▶ **Exercise aim**: For the entries below, state how many lines contain the word "detail" and add nothing else.

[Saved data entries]

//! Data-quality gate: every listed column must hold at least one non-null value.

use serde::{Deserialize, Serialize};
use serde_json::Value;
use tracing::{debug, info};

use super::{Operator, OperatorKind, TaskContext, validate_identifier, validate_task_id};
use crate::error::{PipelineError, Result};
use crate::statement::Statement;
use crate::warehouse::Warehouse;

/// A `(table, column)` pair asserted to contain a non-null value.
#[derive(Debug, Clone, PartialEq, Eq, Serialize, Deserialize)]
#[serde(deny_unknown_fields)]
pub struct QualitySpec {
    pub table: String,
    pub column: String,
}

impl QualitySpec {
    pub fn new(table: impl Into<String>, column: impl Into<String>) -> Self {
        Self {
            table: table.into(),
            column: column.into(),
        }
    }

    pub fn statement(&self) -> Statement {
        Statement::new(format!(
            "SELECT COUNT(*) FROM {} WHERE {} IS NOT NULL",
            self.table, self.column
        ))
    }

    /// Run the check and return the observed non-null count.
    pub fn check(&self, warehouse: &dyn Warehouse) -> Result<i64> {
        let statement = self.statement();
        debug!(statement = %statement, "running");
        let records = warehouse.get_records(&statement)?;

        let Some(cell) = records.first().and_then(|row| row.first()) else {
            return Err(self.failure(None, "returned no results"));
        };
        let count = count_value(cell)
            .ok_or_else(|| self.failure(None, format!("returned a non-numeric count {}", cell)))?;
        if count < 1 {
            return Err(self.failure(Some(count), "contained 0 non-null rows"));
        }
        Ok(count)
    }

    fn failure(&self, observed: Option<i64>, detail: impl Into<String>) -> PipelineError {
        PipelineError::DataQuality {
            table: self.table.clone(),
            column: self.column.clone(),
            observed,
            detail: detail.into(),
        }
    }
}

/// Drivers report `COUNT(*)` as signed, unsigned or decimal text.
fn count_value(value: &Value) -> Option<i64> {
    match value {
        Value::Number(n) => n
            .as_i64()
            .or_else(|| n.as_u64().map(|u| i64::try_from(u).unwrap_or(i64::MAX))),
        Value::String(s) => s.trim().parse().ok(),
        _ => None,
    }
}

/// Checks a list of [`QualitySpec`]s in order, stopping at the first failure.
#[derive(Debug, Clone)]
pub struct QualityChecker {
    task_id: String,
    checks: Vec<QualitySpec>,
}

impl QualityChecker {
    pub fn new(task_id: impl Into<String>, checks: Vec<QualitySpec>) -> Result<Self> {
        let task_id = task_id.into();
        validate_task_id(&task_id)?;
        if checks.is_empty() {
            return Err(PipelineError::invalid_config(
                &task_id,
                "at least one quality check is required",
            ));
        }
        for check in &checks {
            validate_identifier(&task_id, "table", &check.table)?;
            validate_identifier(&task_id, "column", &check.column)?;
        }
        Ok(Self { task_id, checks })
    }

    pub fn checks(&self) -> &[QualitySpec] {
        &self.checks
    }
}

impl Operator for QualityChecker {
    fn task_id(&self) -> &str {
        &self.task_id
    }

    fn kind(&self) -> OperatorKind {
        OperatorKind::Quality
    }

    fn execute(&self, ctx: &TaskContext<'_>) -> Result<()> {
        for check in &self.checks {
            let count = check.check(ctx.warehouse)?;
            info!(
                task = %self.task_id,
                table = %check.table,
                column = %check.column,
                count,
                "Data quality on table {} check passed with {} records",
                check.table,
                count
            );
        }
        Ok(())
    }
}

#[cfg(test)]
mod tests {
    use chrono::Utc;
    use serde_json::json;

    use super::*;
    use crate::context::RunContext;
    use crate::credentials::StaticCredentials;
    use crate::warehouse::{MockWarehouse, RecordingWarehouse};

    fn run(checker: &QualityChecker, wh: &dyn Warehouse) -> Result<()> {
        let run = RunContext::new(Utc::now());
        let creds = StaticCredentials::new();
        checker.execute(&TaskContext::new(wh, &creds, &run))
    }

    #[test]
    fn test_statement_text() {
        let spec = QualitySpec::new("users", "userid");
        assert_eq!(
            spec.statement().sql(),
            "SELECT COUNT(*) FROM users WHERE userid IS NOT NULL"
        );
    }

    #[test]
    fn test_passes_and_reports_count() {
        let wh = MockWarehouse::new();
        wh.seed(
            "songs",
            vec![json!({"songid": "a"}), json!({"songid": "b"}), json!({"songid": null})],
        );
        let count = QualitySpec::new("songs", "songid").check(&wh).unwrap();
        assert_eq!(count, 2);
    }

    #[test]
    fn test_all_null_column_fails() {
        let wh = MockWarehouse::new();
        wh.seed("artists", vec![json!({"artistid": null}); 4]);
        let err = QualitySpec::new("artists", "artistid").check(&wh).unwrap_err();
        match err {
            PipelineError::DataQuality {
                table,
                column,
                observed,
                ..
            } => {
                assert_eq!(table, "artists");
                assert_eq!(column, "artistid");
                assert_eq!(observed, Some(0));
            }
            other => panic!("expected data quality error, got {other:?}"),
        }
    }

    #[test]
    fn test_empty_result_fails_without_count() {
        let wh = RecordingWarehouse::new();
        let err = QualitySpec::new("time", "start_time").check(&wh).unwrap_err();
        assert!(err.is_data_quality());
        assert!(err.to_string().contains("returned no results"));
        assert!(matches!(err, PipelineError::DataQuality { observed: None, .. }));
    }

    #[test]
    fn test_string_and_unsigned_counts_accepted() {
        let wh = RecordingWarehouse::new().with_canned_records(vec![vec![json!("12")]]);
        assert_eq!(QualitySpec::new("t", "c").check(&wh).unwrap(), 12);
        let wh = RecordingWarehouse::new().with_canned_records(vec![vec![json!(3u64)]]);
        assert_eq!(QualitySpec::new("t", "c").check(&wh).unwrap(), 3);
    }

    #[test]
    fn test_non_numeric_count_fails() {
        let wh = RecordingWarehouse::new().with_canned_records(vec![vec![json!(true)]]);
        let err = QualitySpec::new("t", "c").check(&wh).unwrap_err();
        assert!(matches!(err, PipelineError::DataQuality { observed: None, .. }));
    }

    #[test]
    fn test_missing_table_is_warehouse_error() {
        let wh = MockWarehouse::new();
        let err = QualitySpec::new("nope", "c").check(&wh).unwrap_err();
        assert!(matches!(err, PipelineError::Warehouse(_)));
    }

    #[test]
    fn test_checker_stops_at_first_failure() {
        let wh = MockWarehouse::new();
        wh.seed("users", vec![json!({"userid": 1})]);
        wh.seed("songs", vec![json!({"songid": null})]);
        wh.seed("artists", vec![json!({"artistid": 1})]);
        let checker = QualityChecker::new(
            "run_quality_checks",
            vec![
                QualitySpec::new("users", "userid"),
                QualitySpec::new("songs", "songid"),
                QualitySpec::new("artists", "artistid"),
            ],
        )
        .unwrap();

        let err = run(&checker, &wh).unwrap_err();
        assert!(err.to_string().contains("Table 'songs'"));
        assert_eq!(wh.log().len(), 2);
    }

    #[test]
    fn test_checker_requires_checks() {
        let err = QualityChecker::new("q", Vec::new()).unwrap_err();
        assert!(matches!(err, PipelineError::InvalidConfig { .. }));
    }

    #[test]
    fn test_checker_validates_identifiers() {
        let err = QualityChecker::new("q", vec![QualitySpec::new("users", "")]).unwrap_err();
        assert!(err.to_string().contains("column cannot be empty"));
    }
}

▶ **Response to the exercise**: 2